Activity: Copy every line below that has the word "through" in it.

Entries shown:
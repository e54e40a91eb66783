//! # Service Configuration
//!
//! Process-wide settings loaded once at startup. Credentials are optional at load
//! time so the service can still boot and report what is missing; anything that
//! needs them goes through [`Config::credentials`], which fails with
//! [`Error::Configuration`] when one is absent.
//!
//! ## Environment
//!
//! - `GOOGLE_API_KEY`, `GOOGLE_CSE_ID`: Custom Search credentials
//! - `GEMINI_API_KEY`: summarization model credential
//! - `BRIEF_HOST`, `BRIEF_PORT`: HTTP bind address
//! - `BRIEF_MODEL`: completion model name
//! - `BRIEF_CONCURRENCY`: candidates processed at once

use std::time::Duration;

use tracing::warn;

use crate::error::{Error, Result};

/// Number of candidates requested from the search provider
pub const MAX_CANDIDATES: usize = 10;

/// Number of successful summaries after which processing stops
pub const SUMMARY_QUOTA: usize = 6;

/// Characters of article text handed to the summarizer
pub const SUMMARY_INPUT_CHARS: usize = 8000;

/// Default completion model
pub const DEFAULT_MODEL: &str = "gemini-2.5-flash";

/// Message surfaced when credentials are missing
pub const MISSING_KEYS_MESSAGE: &str = "One or more API keys are missing. Check your .env.";

/// Application configuration
#[derive(Debug, Clone)]
pub struct Config {
    /// Google Custom Search API key
    pub google_api_key: Option<String>,

    /// Google Custom Search engine id
    pub google_cse_id: Option<String>,

    /// Gemini API key
    pub gemini_api_key: Option<String>,

    /// Host to bind the HTTP service to
    pub host: String,

    /// Port to bind the HTTP service to
    pub port: u16,

    /// Completion model used for summaries
    pub model: String,

    /// Number of candidates processed concurrently
    pub concurrency: usize,

    /// Upper bound for a single summarization call
    pub summarize_timeout: Duration,
}

/// The three credentials the orchestrator cannot run without
#[derive(Debug, Clone)]
pub struct Credentials {
    pub google_api_key: String,
    pub google_cse_id: String,
    pub gemini_api_key: String,
}

impl Default for Config {
    fn default() -> Self {
        Self {
            google_api_key: None,
            google_cse_id: None,
            gemini_api_key: None,
            host: "127.0.0.1".to_string(),
            port: 8000,
            model: DEFAULT_MODEL.to_string(),
            concurrency: 1,
            summarize_timeout: Duration::from_secs(60),
        }
    }
}

impl Config {
    /// Create a new builder
    pub fn builder() -> ConfigBuilder {
        ConfigBuilder::new()
    }

    /// Load configuration from the process environment, reading `.env` first if present
    pub fn from_env() -> Result<Self> {
        let _ = dotenvy::dotenv();
        Self::from_lookup(|key| std::env::var(key).ok())
    }

    /// Load configuration through an arbitrary variable lookup
    pub fn from_lookup<F>(lookup: F) -> Result<Self>
    where
        F: Fn(&str) -> Option<String>,
    {
        let non_empty = |key: &str| lookup(key).filter(|v| !v.trim().is_empty());
        let defaults = Config::default();

        let port = match non_empty("BRIEF_PORT") {
            Some(port) => port.trim().parse().map_err(|_| {
                Error::Configuration(format!("BRIEF_PORT must be a valid port, got {port:?}"))
            })?,
            None => defaults.port,
        };

        let concurrency = match non_empty("BRIEF_CONCURRENCY") {
            Some(n) => n.trim().parse::<usize>().ok().filter(|n| *n > 0).ok_or_else(|| {
                Error::Configuration(format!(
                    "BRIEF_CONCURRENCY must be a positive integer, got {n:?}"
                ))
            })?,
            None => defaults.concurrency,
        };

        let config = Self {
            google_api_key: non_empty("GOOGLE_API_KEY"),
            google_cse_id: non_empty("GOOGLE_CSE_ID"),
            gemini_api_key: non_empty("GEMINI_API_KEY"),
            host: non_empty("BRIEF_HOST").unwrap_or(defaults.host),
            port,
            model: non_empty("BRIEF_MODEL").unwrap_or(defaults.model),
            concurrency,
            summarize_timeout: defaults.summarize_timeout,
        };

        for missing in config.missing_credentials() {
            warn!("{} is not set; searches will fail until it is", missing);
        }

        Ok(config)
    }

    /// Names of the credentials that are not configured
    pub fn missing_credentials(&self) -> Vec<&'static str> {
        [
            ("GOOGLE_API_KEY", &self.google_api_key),
            ("GOOGLE_CSE_ID", &self.google_cse_id),
            ("GEMINI_API_KEY", &self.gemini_api_key),
        ]
        .into_iter()
        .filter(|(_, value)| value.is_none())
        .map(|(name, _)| name)
        .collect()
    }

    /// All three credentials, or a configuration error naming the missing ones
    pub fn credentials(&self) -> Result<Credentials> {
        match (&self.google_api_key, &self.google_cse_id, &self.gemini_api_key) {
            (Some(api_key), Some(cse_id), Some(gemini)) => Ok(Credentials {
                google_api_key: api_key.clone(),
                google_cse_id: cse_id.clone(),
                gemini_api_key: gemini.clone(),
            }),
            _ => Err(Error::Configuration(format!(
                "{} (missing: {})",
                MISSING_KEYS_MESSAGE,
                self.missing_credentials().join(", ")
            ))),
        }
    }

    /// Socket address string for the HTTP listener
    pub fn bind_addr(&self) -> String {
        format!("{}:{}", self.host, self.port)
    }
}

/// Builder for Config
#[derive(Debug, Default)]
pub struct ConfigBuilder {
    config: Config,
}

impl ConfigBuilder {
    /// Create a new builder with default configuration
    pub fn new() -> Self {
        Self {
            config: Config::default(),
        }
    }

    /// Set the Google Custom Search API key
    pub fn google_api_key(mut self, key: impl Into<String>) -> Self {
        self.config.google_api_key = Some(key.into());
        self
    }

    /// Set the Google Custom Search engine id
    pub fn google_cse_id(mut self, id: impl Into<String>) -> Self {
        self.config.google_cse_id = Some(id.into());
        self
    }

    /// Set the Gemini API key
    pub fn gemini_api_key(mut self, key: impl Into<String>) -> Self {
        self.config.gemini_api_key = Some(key.into());
        self
    }

    pub fn host(mut self, host: impl Into<String>) -> Self {
        self.config.host = host.into();
        self
    }

    pub fn port(mut self, port: u16) -> Self {
        self.config.port = port;
        self
    }

    /// Set the completion model name
    pub fn model(mut self, model: impl Into<String>) -> Self {
        self.config.model = model.into();
        self
    }

    /// Set how many candidates are processed at once (minimum 1)
    pub fn concurrency(mut self, concurrency: usize) -> Self {
        self.config.concurrency = concurrency.max(1);
        self
    }

    pub fn summarize_timeout(mut self, timeout: Duration) -> Self {
        self.config.summarize_timeout = timeout;
        self
    }

    /// Build the configuration
    pub fn build(self) -> Config {
        self.config
    }
}

#[cfg(test)]
mod tests {
    use super::*;
    use std::collections::HashMap;

    fn lookup(vars: &[(&str, &str)]) -> impl Fn(&str) -> Option<String> {
        let map: HashMap<String, String> = vars
            .iter()
            .map(|(k, v)| (k.to_string(), v.to_string()))
            .collect();
        move |key: &str| map.get(key).cloned()
    }

    #[test]
    fn test_defaults_without_environment() {
        let config = Config::from_lookup(lookup(&[])).unwrap();

        assert_eq!(config.port, 8000);
        assert_eq!(config.host, "127.0.0.1");
        assert_eq!(config.model, DEFAULT_MODEL);
        assert_eq!(config.concurrency, 1);
        assert_eq!(
            config.missing_credentials(),
            vec!["GOOGLE_API_KEY", "GOOGLE_CSE_ID", "GEMINI_API_KEY"]
        );
    }

    #[test]
    fn test_credentials_present() {
        let config = Config::from_lookup(lookup(&[
            ("GOOGLE_API_KEY", "g-key"),
            ("GOOGLE_CSE_ID", "cse"),
            ("GEMINI_API_KEY", "gem"),
            ("BRIEF_PORT", "9100"),
            ("BRIEF_CONCURRENCY", "4"),
        ]))
        .unwrap();

        let creds = config.credentials().unwrap();
        assert_eq!(creds.google_api_key, "g-key");
        assert_eq!(creds.google_cse_id, "cse");
        assert_eq!(creds.gemini_api_key, "gem");
        assert_eq!(config.bind_addr(), "127.0.0.1:9100");
        assert_eq!(config.concurrency, 4);
    }

    #[test]
    fn test_blank_credential_counts_as_missing() {
        let config = Config::from_lookup(lookup(&[
            ("GOOGLE_API_KEY", "g-key"),
            ("GOOGLE_CSE_ID", "  "),
            ("GEMINI_API_KEY", "gem"),
        ]))
        .unwrap();

        match config.credentials() {
            Err(Error::Configuration(msg)) => assert!(msg.contains("GOOGLE_CSE_ID")),
            other => panic!("expected configuration error, got {:?}", other),
        }
    }

    #[test]
    fn test_invalid_port_is_rejected() {
        let result = Config::from_lookup(lookup(&[("BRIEF_PORT", "eighty")]));
        assert!(matches!(result, Err(Error::Configuration(_))));
    }

    #[test]
    fn test_builder_clamps_concurrency() {
        let config = Config::builder().concurrency(0).port(1234).build();
        assert_eq!(config.concurrency, 1);
        assert_eq!(config.port, 1234);
    }
}
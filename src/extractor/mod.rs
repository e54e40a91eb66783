//! # Article Extraction Module
//!
//! Turns a URL into usable article text despite paywalls, script-rendered pages
//! and malformed markup. Four strategies are tried in a fixed order; the first
//! whose body clears the quality gate wins.
//!
//! ## Key Components
//!
//! - `Extractor`: runs the fallback chain and applies the quality gate
//! - `ExtractionStrategy`: the interface each strategy implements
//! - `HtmlFetcher`: downloads markup with a browser-like identity
//! - `ExtractorConfig`: fetch identity, timeout and gate threshold
//!
//! ## Merge rule
//!
//! The first non-empty title any strategy reports is kept, even when that
//! strategy's body was rejected. Only the article strategy reports a publish
//! date, and it is carried forward the same way.

mod config;
mod error;
mod fetcher;
pub mod html;
pub mod strategies;
mod strategy;

pub use config::{ExtractorConfig, ExtractorConfigBuilder};
pub use error::ExtractError;
pub use fetcher::{HtmlFetcher, PageFetcher};
pub use strategy::{ExtractionStrategy, PartialExtraction};

use std::panic::{AssertUnwindSafe, catch_unwind};
use std::sync::Arc;

use async_trait::async_trait;
use chrono::{DateTime, Utc};
use serde::{Deserialize, Serialize};
use tracing::{debug, info, instrument, warn};

/// Article text that passed the quality gate
#[derive(Debug, Clone, PartialEq, Eq, Serialize, Deserialize)]
pub struct ExtractedContent {
    /// Title, possibly recovered by an earlier strategy than the body
    pub title: Option<String>,

    /// Plain-text body
    pub body: String,

    /// Publish date, if the page declared one
    pub published_at: Option<DateTime<Utc>>,
}

/// Anything that can turn a URL into article text
#[async_trait]
pub trait ContentExtractor: Send + Sync {
    /// Extract the article at `url`, or [`ExtractError::Unavailable`]
    async fn extract(&self, url: &str) -> Result<ExtractedContent, ExtractError>;
}

/// The ordered fallback chain of extraction strategies
pub struct Extractor {
    fetcher: Arc<dyn PageFetcher>,
    strategies: Vec<Box<dyn ExtractionStrategy>>,
    min_body_chars: usize,
}

impl Extractor {
    /// Build the default chain with an HTTP fetcher
    pub fn new(config: &ExtractorConfig) -> Result<Self, ExtractError> {
        let fetcher = HtmlFetcher::new(config)?;
        Ok(Self::with_parts(
            Arc::new(fetcher),
            strategies::default_chain(),
            config.min_body_chars,
        ))
    }

    /// Build a chain from explicit parts
    pub fn with_parts(
        fetcher: Arc<dyn PageFetcher>,
        strategies: Vec<Box<dyn ExtractionStrategy>>,
        min_body_chars: usize,
    ) -> Self {
        Self {
            fetcher,
            strategies,
            min_body_chars,
        }
    }

    /// Names of the strategies, in the order they run
    pub fn strategy_names(&self) -> Vec<&'static str> {
        self.strategies.iter().map(|s| s.name()).collect()
    }

    async fn run_strategy(
        &self,
        strategy: &dyn ExtractionStrategy,
        url: &str,
    ) -> Result<PartialExtraction, ExtractError> {
        let markup = self
            .fetcher
            .fetch(url)
            .await
            .ok_or_else(|| ExtractError::Fetch {
                url: url.to_string(),
                reason: "no markup returned".to_string(),
            })?;

        catch_unwind(AssertUnwindSafe(|| strategy.attempt(url, &markup))).unwrap_or_else(|_| {
            Err(ExtractError::ContentExtraction(format!(
                "{} strategy panicked",
                strategy.name()
            )))
        })
    }
}

#[async_trait]
impl ContentExtractor for Extractor {
    #[instrument(skip(self))]
    async fn extract(&self, url: &str) -> Result<ExtractedContent, ExtractError> {
        let mut title: Option<String> = None;
        let mut published_at: Option<DateTime<Utc>> = None;

        for strategy in &self.strategies {
            let partial = match self.run_strategy(strategy.as_ref(), url).await {
                Ok(partial) => partial,
                Err(e) => {
                    warn!(url, strategy = strategy.name(), error = %e, "Strategy failed");
                    continue;
                }
            };

            if title.is_none() {
                title = partial.title.clone().filter(|t| !t.trim().is_empty());
            }
            if published_at.is_none() {
                published_at = partial.published_at;
            }

            let chars = partial.body_chars();
            if chars >= self.min_body_chars {
                if let Some(body) = partial.body {
                    info!(url, strategy = strategy.name(), chars, "Extracted article text");
                    return Ok(ExtractedContent {
                        title,
                        body,
                        published_at,
                    });
                }
            }

            debug!(
                url,
                strategy = strategy.name(),
                chars,
                min = self.min_body_chars,
                "Body below quality gate"
            );
        }

        Err(ExtractError::Unavailable(url.to_string()))
    }
}
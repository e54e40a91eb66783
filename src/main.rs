//! # brief CLI
//!
//! Command-line entry point:
//!
//! - `serve`: run the HTTP service (landing page, `/search`, `/export`)
//! - `search`: run one query and print the summaries
//! - `export`: turn saved summaries into a PDF report
//!
//! Credentials and defaults come from the environment (and `.env`), see
//! [`brief::config::Config::from_env`].

mod telemetry;

use std::fs;
use std::path::PathBuf;

use anyhow::Context;
use brief::prelude::{Config, Orchestrator, SummaryItem};
use brief::report::{DEFAULT_REPORT_TITLE, ReportItem, render_report};
use clap::{Args, Parser, Subcommand, ValueEnum};
use serde::Deserialize;
use telemetry::OtelGuard;
use tracing::{info, instrument};

#[derive(Parser)]
#[command(author, version, about = "Search the web and summarize what it finds", long_about = None)]
struct Cli {
    #[command(subcommand)]
    command: Commands,
}

#[derive(Subcommand, Debug)]
enum Commands {
    /// Run the HTTP service
    Serve(ServeArgs),

    /// Search, extract and summarize articles for a query
    Search(SearchArgs),

    /// Render saved summaries as a PDF report
    Export(ExportArgs),
}

#[derive(Args, Debug)]
struct ServeArgs {
    /// Address to bind (default: BRIEF_HOST or 127.0.0.1)
    #[arg(long)]
    host: Option<String>,

    /// Port to bind (default: BRIEF_PORT or 8000)
    #[arg(short, long)]
    port: Option<u16>,
}

#[derive(Clone, Copy, Debug, ValueEnum)]
enum OutputFormat {
    Text,
    Json,
}

#[derive(Args, Debug)]
struct SearchArgs {
    /// Search query
    #[arg(required = true)]
    query: String,

    /// Output format
    #[arg(short, long, value_enum, default_value = "text")]
    format: OutputFormat,

    /// Number of candidates processed at once (default: BRIEF_CONCURRENCY or 1)
    #[arg(short, long)]
    concurrency: Option<usize>,
}

#[derive(Args, Debug)]
struct ExportArgs {
    /// JSON file with summaries, as written by `search --format json`
    #[arg(required = true)]
    input: PathBuf,

    /// Where to write the PDF
    #[arg(short, long, default_value = "summary.pdf")]
    output: PathBuf,

    /// Report heading; overrides a query stored in the input file
    #[arg(short, long)]
    query: Option<String>,
}

/// Accepted export inputs: a bare summary list or an `/export` request body
#[derive(Debug, Deserialize)]
#[serde(untagged)]
enum ExportInput {
    Items(Vec<ReportItem>),
    Request {
        #[serde(default)]
        query: Option<String>,
        #[serde(default)]
        items: Vec<ReportItem>,
    },
}

#[tokio::main]
async fn main() -> anyhow::Result<()> {
    let cli = Cli::parse();
    let _otel: OtelGuard = telemetry::init_tracing_subscriber()?;

    match cli.command {
        Commands::Serve(args) => serve_command(args).await?,
        Commands::Search(args) => search_command(args).await?,
        Commands::Export(args) => export_command(args)?,
    }

    Ok(())
}

async fn serve_command(args: ServeArgs) -> anyhow::Result<()> {
    let mut config = Config::from_env()?;
    if let Some(host) = args.host {
        config.host = host;
    }
    if let Some(port) = args.port {
        config.port = port;
    }

    brief::server::serve(&config).await?;
    Ok(())
}

#[instrument]
async fn search_command(args: SearchArgs) -> anyhow::Result<()> {
    let mut config = Config::from_env()?;
    if let Some(concurrency) = args.concurrency {
        config.concurrency = concurrency.max(1);
    }

    let orchestrator = Orchestrator::from_config(&config)?;
    let items: Vec<SummaryItem> = orchestrator.run(&args.query).await?;

    match args.format {
        OutputFormat::Json => println!("{}", serde_json::to_string_pretty(&items)?),
        OutputFormat::Text => brief::markdown::print_summaries(&items)?,
    }
    Ok(())
}

fn export_command(args: ExportArgs) -> anyhow::Result<()> {
    let raw = fs::read_to_string(&args.input)
        .with_context(|| format!("Failed to read {}", args.input.display()))?;
    let (stored_query, items) = match serde_json::from_str::<ExportInput>(&raw)
        .with_context(|| format!("{} is not a summary list", args.input.display()))?
    {
        ExportInput::Items(items) => (None, items),
        ExportInput::Request { query, items } => (query, items),
    };

    if items.is_empty() {
        anyhow::bail!("No items to export.");
    }

    let query = args
        .query
        .or(stored_query)
        .unwrap_or_else(|| DEFAULT_REPORT_TITLE.to_string());
    let pdf = render_report(&query, &items, chrono::Utc::now())?;
    fs::write(&args.output, &pdf)
        .with_context(|| format!("Failed to write {}", args.output.display()))?;

    info!(items = items.len(), "Wrote {}", args.output.display());
    println!("Wrote {} summaries to {}", items.len(), args.output.display());
    Ok(())
}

Response:
//! needs them goes through [`Config::credentials`], which fails with
    /// Load configuration through an arbitrary variable lookup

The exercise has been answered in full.